My birthday is coming up. Alas, I am getting old and would
like to feel young again. Fortunately, I have come up with an
excellent way of feeling younger: if I write my age as a number
in an appropriately chosen base $b$, then it appears to be smaller.
For instance, suppose my age in base $10$ is $32$. Written in base $16$ it is only $20$!
However, I cannot choose an arbitrary base when doing this.
If my age written in base $b$ contains digits other than
$0$ to $9$, then it will be obvious that I am
cheating, which defeats the purpose.

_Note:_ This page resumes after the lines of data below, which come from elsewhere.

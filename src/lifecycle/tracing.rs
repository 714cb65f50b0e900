//! # Observability & Tracing
//!
//! [`setup_tracing`] installs a compact `tracing-subscriber` formatter filtered
//! by `RUST_LOG`. Module paths are hidden (`with_target(false)`); log lines
//! carry structured fields such as `client`, `order_id` and `size` instead.
//!
//! ## What Gets Traced
//!
//! - **Actor lifecycle**: start and shutdown with final collection sizes
//! - **Store operations**: `debug` on entry, `info` on success, `warn` on
//!   rejection with the error
//! - **Client requests**: one span per [`StoreClient`](crate::framework::StoreClient) call
//!
//! ```bash
//! RUST_LOG=info cargo run
//! RUST_LOG=clientbook::store=debug cargo run
//! ```
//!
//! With `RUST_LOG=info` the demo prints lines like:
//!
//! ```text
//! INFO Actor started clients=1 orders=1
//! INFO Client added size=2 orders=2
//! WARN Rejected operation="add_client" error=This client already exists in the client book: Bob
//! ```

/// Initializes the tracing subscriber once per process.
///
/// Calling it again (for example from several tests) is a no-op.
pub fn setup_tracing() {
    let _ = tracing_subscriber::fmt()
        .with_env_filter(tracing_subscriber::EnvFilter::from_default_env())
        .with_target(false)
        .compact()
        .try_init();
}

In addition, if my age
written in base $b$ is too
small then it would again be obvious that I am cheating.
Given my age $y$ and a
lower bound $\ell $ on how
small I want my age to appear, find the largest base
$b$ such that $y$ written in base $b$ contains only decimal digits, and
is at least $\ell $ when
interpreted as a number in base $10$.
Input
The input consists of a single line containing two base 10
integers $y$ ($10 \le y \le 10^{18}$ – yes, I am
very old) and $\ell
$ ($10 \le \ell \le
y$).
Output
Display the largest base $b$ as described above.
Sample Input 1 
Sample Output 1 
32 20

16

Sample Input 2 
Sample Output 2 
2016 100

42